On Sept. 25, 2013, California Governor Edmund G. Brown signed into law a bill that will raise California’s minimum wage from $8 to $10 per hour over the next two-plus years. Assembly Bill 10, which was signed by Governor Brown at ceremonies in both Los Angeles and Oakland, will raise California’s minimum wage from $8 to $9 per hour effective July 1, 2014, and from $9 to $10 per hour effective Jan. 1, 2016.
This new law will make California the state with the highest minimum wage in the country. By comparison, the federal minimum wage is $7.25 per hour, and the state that currently has the highest minimum wage, Washington, has a minimum wage of $9.19 per hour. In his State of the Union address earlier this year, President Obama proposed raising the federal minimum wage to $9 per hour but has yet to do so.

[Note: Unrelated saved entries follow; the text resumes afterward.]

use std::collections::HashMap;

use common::error::KlResult;

use crate::{
    data::user::{Credentials, User},
    password::make_password,
    service::users::{authenticate, UserService},
};

/// In memory implementation of [UserService]. Users are provisioned when the service is built.
pub struct MemoryUserService {
    /// Username mapped to the user and their password hash
    users: HashMap<String, (User, String)>,
    /// Last id handed out
    last_id: i64,
    /// PBKDF2 iteration count for new hashes and rejected lookups
    iterations: u32,
}

impl MemoryUserService {
    pub fn new(iterations: u32) -> Self {
        Self {
            users: HashMap::new(),
            last_id: 0,
            iterations,
        }
    }

    /// Add a user, hashing the `password`. An existing user keeps their id and gets the new
    /// password.
    #[must_use]
    pub fn with_user(self, username: &str, password: &str) -> Self {
        let hash = make_password(password, self.iterations);
        self.with_password_hash(username, hash)
    }

    /// Add a user with an already encoded password `hash`
    #[must_use]
    pub fn with_password_hash(mut self, username: &str, hash: String) -> Self {
        if let Some((_, stored)) = self.users.get_mut(username) {
            *stored = hash;
            return self;
        }
        self.last_id += 1;
        let user = User::new(self.last_id, username.to_owned());
        self.users.insert(username.to_owned(), (user, hash));
        self
    }
}

#[async_trait::async_trait]
impl UserService for MemoryUserService {
    async fn validate_user(&self, credentials: &Credentials) -> KlResult<User> {
        let stored = self.users.get(&credentials.username).cloned();
        authenticate(credentials, stored, self.iterations).await
    }
}

#[cfg(test)]
mod test {
    use std::{
        sync::atomic::{AtomicUsize, Ordering},
        time::Duration,
    };

    use common::error::KlError;
    use rstest::rstest;

    use super::MemoryUserService;
    use crate::{data::user::Credentials, service::users::UserService};

    #[rstest]
    #[case::wrong_password("tester", "wrong-pass")]
    #[case::unknown_user("nobody", "safe-pass-123")]
    #[case::empty("", "")]
    #[tokio::test]
    async fn validate_user_should_reject_bad_credentials(
        #[case] username: &str,
        #[case] password: &str,
    ) {
        let service = MemoryUserService::new(1_000).with_user("tester", "safe-pass-123");

        let result = service
            .validate_user(&Credentials::new(username, password))
            .await;

        assert!(
            matches!(result, Err(KlError::InvalidCredentials)),
            "Expected invalid credentials"
        );
    }

    #[tokio::test]
    async fn validate_user_should_return_user_when_password_matches() {
        let service = MemoryUserService::new(1_000)
            .with_user("first", "first-pass")
            .with_user("tester", "safe-pass-123");

        let user = service
            .validate_user(&Credentials::new("tester", "safe-pass-123"))
            .await
            .expect("Credentials should be valid");

        assert_eq!(user.id(), 2);
        assert_eq!(user.username(), "tester");
    }

    #[tokio::test]
    async fn with_user_should_keep_ids_unique_when_password_reset() {
        let service = MemoryUserService::new(1_000)
            .with_user("first", "first-pass")
            .with_user("first", "new-pass")
            .with_user("second", "second-pass");

        let first = service
            .validate_user(&Credentials::new("first", "new-pass"))
            .await
            .expect("Reset password should be valid");
        let second = service
            .validate_user(&Credentials::new("second", "second-pass"))
            .await
            .expect("Credentials should be valid");

        assert_eq!(first.id(), 1);
        assert_eq!(second.id(), 2);
    }

    #[tokio::test]
    async fn validate_user_should_reject_unreadable_hash() {
        let service =
            MemoryUserService::new(1_000).with_password_hash("tester", "md5$abc".to_owned());

        let result = service
            .validate_user(&Credentials::new("tester", "safe-pass-123"))
            .await;

        assert!(
            matches!(result, Err(KlError::InvalidCredentials)),
            "Expected invalid credentials"
        );
    }

    #[tokio::test]
    async fn validate_user_should_not_block_other_tasks() {
        let service = MemoryUserService::new(200_000);
        let credentials = Credentials::new("nobody", "safe-pass-123");
        let ticks = AtomicUsize::new(0);
        let ticker = async {
            loop {
                tokio::time::sleep(Duration::from_millis(1)).await;
                ticks.fetch_add(1, Ordering::Relaxed);
            }
        };

        tokio::select! {
            result = service.validate_user(&credentials) => {
                assert!(matches!(result, Err(KlError::InvalidCredentials)));
            }
            _ = ticker => unreachable!("Ticker never completes"),
        }

        assert!(
            ticks.load(Ordering::Relaxed) >= 3,
            "Other tasks should run while the password is hashed"
        );
    }
}
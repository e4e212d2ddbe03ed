use clap::Parser;
use common::{database::PgConnectionBuilder, error::KlResult};
use patients::{
    database::db_options, password::DEFAULT_ITERATIONS, service::postgres::users::PgUserService,
};

/// Create a klinika user, or reset the password of an existing one
#[derive(Parser)]
#[command(name = "create_user")]
struct Cli {
    /// Login name of the user
    username: String,
    /// Plain text password, stored as a PBKDF2 hash
    password: String,
    /// PBKDF2 iteration count of the stored hash
    #[arg(long, default_value_t = DEFAULT_ITERATIONS)]
    iterations: u32,
}

#[tokio::main]
async fn main() -> KlResult<()> {
    let cli = Cli::parse();
    if cli.username.trim().is_empty() || cli.password.is_empty() {
        return Err("Username and password must not be empty".into());
    }
    let pool = PgConnectionBuilder::create_pool(db_options()?, 1, 1).await?;
    let user = PgUserService::new(&pool)
        .upsert_user(cli.username.trim(), &cli.password, cli.iterations)
        .await?;
    eprintln!("Saved user '{}' with id {}", user.username(), user.id());
    Ok(())
}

In a statement made earlier this month, Governor Brown said that “this legislation is overdue and will help families that are struggling in this harsh economy.” The California Chamber of Commerce opposed the legislation, stating that it “will continue to increase costs on employers of all sizes” and “will have a negative impact on any economic recovery by either limiting available jobs or, worse, creating further job loss.”
The legislation easily passed the Democrat-controlled state Senate and Assembly. The last time California’s minimum wage was raised was in 2008.
The new law will impact not only those workers, but also those who are exempt employees and must be paid on a salary-basis, as most California overtime exemptions require that in order to be treated as exempt the employee must be paid at least twice the minimum wage. Employers should consider issues related to changes in the minimum wage when setting compensation.